***** STORED DATA *****
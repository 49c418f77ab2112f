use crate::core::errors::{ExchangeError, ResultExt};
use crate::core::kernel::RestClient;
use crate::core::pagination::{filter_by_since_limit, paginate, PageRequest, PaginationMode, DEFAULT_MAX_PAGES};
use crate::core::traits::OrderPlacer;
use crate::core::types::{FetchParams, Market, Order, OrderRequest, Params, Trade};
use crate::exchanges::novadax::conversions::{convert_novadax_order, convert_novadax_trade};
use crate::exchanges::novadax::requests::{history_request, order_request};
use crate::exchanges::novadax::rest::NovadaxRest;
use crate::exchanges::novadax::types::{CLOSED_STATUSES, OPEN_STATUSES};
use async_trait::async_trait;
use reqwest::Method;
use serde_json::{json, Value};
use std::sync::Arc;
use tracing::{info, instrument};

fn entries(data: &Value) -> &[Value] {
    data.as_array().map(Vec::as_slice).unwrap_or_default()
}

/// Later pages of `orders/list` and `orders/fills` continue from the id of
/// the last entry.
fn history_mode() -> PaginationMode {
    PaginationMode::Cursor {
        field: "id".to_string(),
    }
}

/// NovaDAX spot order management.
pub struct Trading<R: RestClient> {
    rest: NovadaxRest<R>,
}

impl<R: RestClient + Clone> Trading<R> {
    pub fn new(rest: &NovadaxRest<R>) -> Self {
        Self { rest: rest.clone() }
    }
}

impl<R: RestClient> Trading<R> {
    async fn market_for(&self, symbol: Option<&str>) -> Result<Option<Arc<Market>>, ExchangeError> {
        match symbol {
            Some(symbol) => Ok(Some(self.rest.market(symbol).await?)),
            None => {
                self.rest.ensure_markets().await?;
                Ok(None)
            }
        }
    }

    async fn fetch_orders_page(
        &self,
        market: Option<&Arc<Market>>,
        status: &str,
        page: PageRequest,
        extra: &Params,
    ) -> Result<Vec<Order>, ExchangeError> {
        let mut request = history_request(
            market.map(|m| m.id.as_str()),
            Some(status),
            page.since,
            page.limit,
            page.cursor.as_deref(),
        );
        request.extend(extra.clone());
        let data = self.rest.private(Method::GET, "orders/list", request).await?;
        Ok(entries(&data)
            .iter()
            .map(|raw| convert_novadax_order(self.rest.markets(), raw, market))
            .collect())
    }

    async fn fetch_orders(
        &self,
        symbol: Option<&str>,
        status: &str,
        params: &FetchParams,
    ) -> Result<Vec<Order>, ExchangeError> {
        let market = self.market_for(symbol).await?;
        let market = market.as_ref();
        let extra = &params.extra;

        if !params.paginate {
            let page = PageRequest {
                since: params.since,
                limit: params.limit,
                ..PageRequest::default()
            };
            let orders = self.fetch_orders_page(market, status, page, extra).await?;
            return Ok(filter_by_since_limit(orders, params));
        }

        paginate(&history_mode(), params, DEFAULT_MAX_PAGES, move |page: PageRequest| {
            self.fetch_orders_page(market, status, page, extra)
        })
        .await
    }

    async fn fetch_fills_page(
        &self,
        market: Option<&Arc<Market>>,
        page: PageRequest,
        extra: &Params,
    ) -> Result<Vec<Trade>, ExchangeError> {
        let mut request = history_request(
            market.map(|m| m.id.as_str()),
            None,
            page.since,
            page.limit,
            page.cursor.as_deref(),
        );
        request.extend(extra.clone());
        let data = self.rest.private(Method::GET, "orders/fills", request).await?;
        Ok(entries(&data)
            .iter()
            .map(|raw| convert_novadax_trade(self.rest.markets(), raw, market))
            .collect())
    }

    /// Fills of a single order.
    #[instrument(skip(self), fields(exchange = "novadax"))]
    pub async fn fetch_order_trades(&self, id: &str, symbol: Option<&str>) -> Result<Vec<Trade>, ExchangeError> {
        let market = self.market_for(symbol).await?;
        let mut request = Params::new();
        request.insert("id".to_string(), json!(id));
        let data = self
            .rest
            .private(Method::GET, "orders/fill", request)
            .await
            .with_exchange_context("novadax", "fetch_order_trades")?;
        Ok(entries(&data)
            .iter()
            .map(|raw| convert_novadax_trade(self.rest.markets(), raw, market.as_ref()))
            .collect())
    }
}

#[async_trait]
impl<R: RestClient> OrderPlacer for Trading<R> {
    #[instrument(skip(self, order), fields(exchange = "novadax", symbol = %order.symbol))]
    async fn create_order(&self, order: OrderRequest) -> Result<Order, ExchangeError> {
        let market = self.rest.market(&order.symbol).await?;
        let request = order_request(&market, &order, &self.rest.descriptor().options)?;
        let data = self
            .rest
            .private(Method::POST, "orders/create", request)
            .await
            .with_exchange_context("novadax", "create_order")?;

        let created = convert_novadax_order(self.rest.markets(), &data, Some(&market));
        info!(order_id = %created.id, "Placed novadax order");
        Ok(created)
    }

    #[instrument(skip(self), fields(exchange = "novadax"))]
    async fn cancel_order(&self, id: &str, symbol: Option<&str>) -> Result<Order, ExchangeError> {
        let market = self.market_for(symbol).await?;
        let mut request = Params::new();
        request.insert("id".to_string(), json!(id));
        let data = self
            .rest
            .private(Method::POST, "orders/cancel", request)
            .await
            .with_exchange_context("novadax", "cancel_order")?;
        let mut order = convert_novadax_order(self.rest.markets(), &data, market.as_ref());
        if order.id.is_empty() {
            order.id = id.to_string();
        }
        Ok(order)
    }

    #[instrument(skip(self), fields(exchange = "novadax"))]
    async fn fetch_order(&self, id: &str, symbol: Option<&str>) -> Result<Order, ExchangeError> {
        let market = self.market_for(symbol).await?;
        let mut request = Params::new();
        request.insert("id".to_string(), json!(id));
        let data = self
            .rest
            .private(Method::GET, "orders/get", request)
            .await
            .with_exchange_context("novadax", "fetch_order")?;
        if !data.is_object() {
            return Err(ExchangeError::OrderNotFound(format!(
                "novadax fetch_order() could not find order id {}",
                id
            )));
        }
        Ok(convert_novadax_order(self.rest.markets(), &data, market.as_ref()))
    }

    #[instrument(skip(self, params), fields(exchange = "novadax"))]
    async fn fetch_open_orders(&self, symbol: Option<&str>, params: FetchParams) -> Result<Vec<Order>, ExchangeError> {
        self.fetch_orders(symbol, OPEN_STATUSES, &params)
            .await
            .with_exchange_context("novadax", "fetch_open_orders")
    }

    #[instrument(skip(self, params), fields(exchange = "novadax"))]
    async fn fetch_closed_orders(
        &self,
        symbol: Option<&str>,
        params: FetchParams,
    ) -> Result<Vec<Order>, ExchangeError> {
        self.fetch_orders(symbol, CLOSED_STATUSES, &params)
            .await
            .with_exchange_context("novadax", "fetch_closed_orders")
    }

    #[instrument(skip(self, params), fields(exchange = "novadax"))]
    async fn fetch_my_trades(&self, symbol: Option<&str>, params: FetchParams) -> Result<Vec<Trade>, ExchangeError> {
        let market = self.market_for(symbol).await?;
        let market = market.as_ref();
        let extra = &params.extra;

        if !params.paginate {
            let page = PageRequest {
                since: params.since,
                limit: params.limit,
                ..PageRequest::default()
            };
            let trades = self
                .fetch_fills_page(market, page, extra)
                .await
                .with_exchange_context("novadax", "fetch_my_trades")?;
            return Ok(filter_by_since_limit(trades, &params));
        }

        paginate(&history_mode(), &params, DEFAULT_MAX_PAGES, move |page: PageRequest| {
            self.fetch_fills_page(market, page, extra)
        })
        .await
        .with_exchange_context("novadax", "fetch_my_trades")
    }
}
*****
Each record needs to be given again exactly.

- **RESULT OF THE EXERCISE**
repository 49c418f77ab2112f
use crate::core::errors::{ExchangeError, ResultExt};
use crate::core::kernel::RestClient;
use crate::core::pagination::{filter_by_since_limit, paginate, PageRequest, PaginationMode, DEFAULT_MAX_PAGES};
use crate::core::traits::OrderPlacer;
use crate::core::types::{FetchParams, Market, Order, OrderRequest, Params, Trade};
use crate::exchanges::novadax::conversions::{convert_novadax_order, convert_novadax_trade};
use crate::exchanges::novadax::requests::{history_request, order_request};
use crate::exchanges::novadax::rest::NovadaxRest;
use crate::exchanges::novadax::types::{CLOSED_STATUSES, OPEN_STATUSES};
use async_trait::async_trait;
use reqwest::Method;
use serde_json::{json, Value};
use std::sync::Arc;
use tracing::{info, instrument};

fn entries(data: &Value) -> &[Value] {
    data.as_array().map(Vec::as_slice).unwrap_or_default()
}

/// Later pages of `orders/list` and `orders/fills` continue from the id of
/// the last entry.
fn history_mode() -> PaginationMode {
    PaginationMode::Cursor {
        field: "id".to_string(),
    }
}

/// NovaDAX spot order management.
pub struct Trading<R: RestClient> {
    rest: NovadaxRest<R>,
}

impl<R: RestClient + Clone> Trading<R> {
    pub fn new(rest: &NovadaxRest<R>) -> Self {
        Self { rest: rest.clone() }
    }
}

impl<R: RestClient> Trading<R> {
    async fn market_for(&self, symbol: Option<&str>) -> Result<Option<Arc<Market>>, ExchangeError> {
        match symbol {
            Some(symbol) => Ok(Some(self.rest.market(symbol).await?)),
            None => {
                self.rest.ensure_markets().await?;
                Ok(None)
            }
        }
    }

    async fn fetch_orders_page(
        &self,
        market: Option<&Arc<Market>>,
        status: &str,
        page: PageRequest,
        extra: &Params,
    ) -> Result<Vec<Order>, ExchangeError> {
        let mut request = history_request(
            market.map(|m| m.id.as_str()),
            Some(status),
            page.since,
            page.limit,
            page.cursor.as_deref(),
        );
        request.extend(extra.clone());
        let data = self.rest.private(Method::GET, "orders/list", request).await?;
        Ok(entries(&data)
            .iter()
            .map(|raw| convert_novadax_order(self.rest.markets(), raw, market))
            .collect())
    }

    async fn fetch_orders(
        &self,
        symbol: Option<&str>,
        status: &str,
        params: &FetchParams,
    ) -> Result<Vec<Order>, ExchangeError> {
        let market = self.market_for(symbol).await?;
        let market = market.as_ref();
        let extra = &params.extra;

        if !params.paginate {
            let page = PageRequest {
                since: params.since,
                limit: params.limit,
                ..PageRequest::default()
            };
            let orders = self.fetch_orders_page(market, status, page, extra).await?;
            return Ok(filter_by_since_limit(orders, params));
        }

        paginate(&history_mode(), params, DEFAULT_MAX_PAGES, move |page: PageRequest| {
            self.fetch_orders_page(market, status, page, extra)
        })
        .await
    }

    async fn fetch_fills_page(
        &self,
        market: Option<&Arc<Market>>,
        page: PageRequest,
        extra: &Params,
    ) -> Result<Vec<Trade>, ExchangeError> {
        let mut request = history_request(
            market.map(|m| m.id.as_str()),
            None,
            page.since,
            page.limit,
            page.cursor.as_deref(),
        );
        request.extend(extra.clone());
        let data = self.rest.private(Method::GET, "orders/fills", request).await?;
        Ok(entries(&data)
            .iter()
            .map(|raw| convert_novadax_trade(self.rest.markets(), raw, market))
            .collect())
    }

    /// Fills of a single order.
    #[instrument(skip(self), fields(exchange = "novadax"))]
    pub async fn fetch_order_trades(&self, id: &str, symbol: Option<&str>) -> Result<Vec<Trade>, ExchangeError> {
        let market = self.market_for(symbol).await?;
        let mut request = Params::new();
        request.insert("id".to_string(), json!(id));
        let data = self
            .rest
            .private(Method::GET, "orders/fill", request)
            .await
            .with_exchange_context("novadax", "fetch_order_trades")?;
        Ok(entries(&data)
            .iter()
            .map(|raw| convert_novadax_trade(self.rest.markets(), raw, market.as_ref()))
            .collect())
    }
}

#[async_trait]
impl<R: RestClient> OrderPlacer for Trading<R> {
    #[instrument(skip(self, order), fields(exchange = "novadax", symbol = %order.symbol))]
    async fn create_order(&self, order: OrderRequest) -> Result<Order, ExchangeError> {
        let market = self.rest.market(&order.symbol).await?;
        let request = order_request(&market, &order, &self.rest.descriptor().options)?;
        let data = self
            .rest
            .private(Method::POST, "orders/create", request)
            .await
            .with_exchange_context("novadax", "create_order")?;

        let created = convert_novadax_order(self.rest.markets(), &data, Some(&market));
        info!(order_id = %created.id, "Placed novadax order");
        Ok(created)
    }

    #[instrument(skip(self), fields(exchange = "novadax"))]
    async fn cancel_order(&self, id: &str, symbol: Option<&str>) -> Result<Order, ExchangeError> {
        let market = self.market_for(symbol).await?;
        let mut request = Params::new();
        request.insert("id".to_string(), json!(id));
        let data = self
            .rest
            .private(Method::POST, "orders/cancel", request)
            .await
            .with_exchange_context("novadax", "cancel_order")?;
        let mut order = convert_novadax_order(self.rest.markets(), &data, market.as_ref());
        if order.id.is_empty() {
            order.id = id.to_string();
        }
        Ok(order)
    }

    #[instrument(skip(self), fields(exchange = "novadax"))]
    async fn fetch_order(&self, id: &str, symbol: Option<&str>) -> Result<Order, ExchangeError> {
        let market = self.market_for(symbol).await?;
        let mut request = Params::new();
        request.insert("id".to_string(), json!(id));
        let data = self
            .rest
            .private(Method::GET, "orders/get", request)
            .await
            .with_exchange_context("novadax", "fetch_order")?;
        if !data.is_object() {
            return Err(ExchangeError::OrderNotFound(format!(
                "novadax fetch_order() could not find order id {}",
                id
            )));
        }
        Ok(convert_novadax_order(self.rest.markets(), &data, market.as_ref()))
    }

    #[instrument(skip(self, params), fields(exchange = "novadax"))]
    async fn fetch_open_orders(&self, symbol: Option<&str>, params: FetchParams) -> Result<Vec<Order>, ExchangeError> {
        self.fetch_orders(symbol, OPEN_STATUSES, &params)
            .await
            .with_exchange_context("novadax", "fetch_open_orders")
    }

    #[instrument(skip(self, params), fields(exchange = "novadax"))]
    async fn fetch_closed_orders(
        &self,
        symbol: Option<&str>,
        params: FetchParams,
    ) -> Result<Vec<Order>, ExchangeError> {
        self.fetch_orders(symbol, CLOSED_STATUSES, &params)
            .await
            .with_exchange_context("novadax", "fetch_closed_orders")
    }

    #[instrument(skip(self, params), fields(exchange = "novadax"))]
    async fn fetch_my_trades(&self, symbol: Option<&str>, params: FetchParams) -> Result<Vec<Trade>, ExchangeError> {
        let market = self.market_for(symbol).await?;
        let market = market.as_ref();
        let extra = &params.extra;

        if !params.paginate {
            let page = PageRequest {
                since: params.since,
                limit: params.limit,
                ..PageRequest::default()
            };
            let trades = self
                .fetch_fills_page(market, page, extra)
                .await
                .with_exchange_context("novadax", "fetch_my_trades")?;
            return Ok(filter_by_since_limit(trades, &params));
        }

        paginate(&history_mode(), &params, DEFAULT_MAX_PAGES, move |page: PageRequest| {
            self.fetch_fills_page(market, page, extra)
        })
        .await
        .with_exchange_context("novadax", "fetch_my_trades")
    }
}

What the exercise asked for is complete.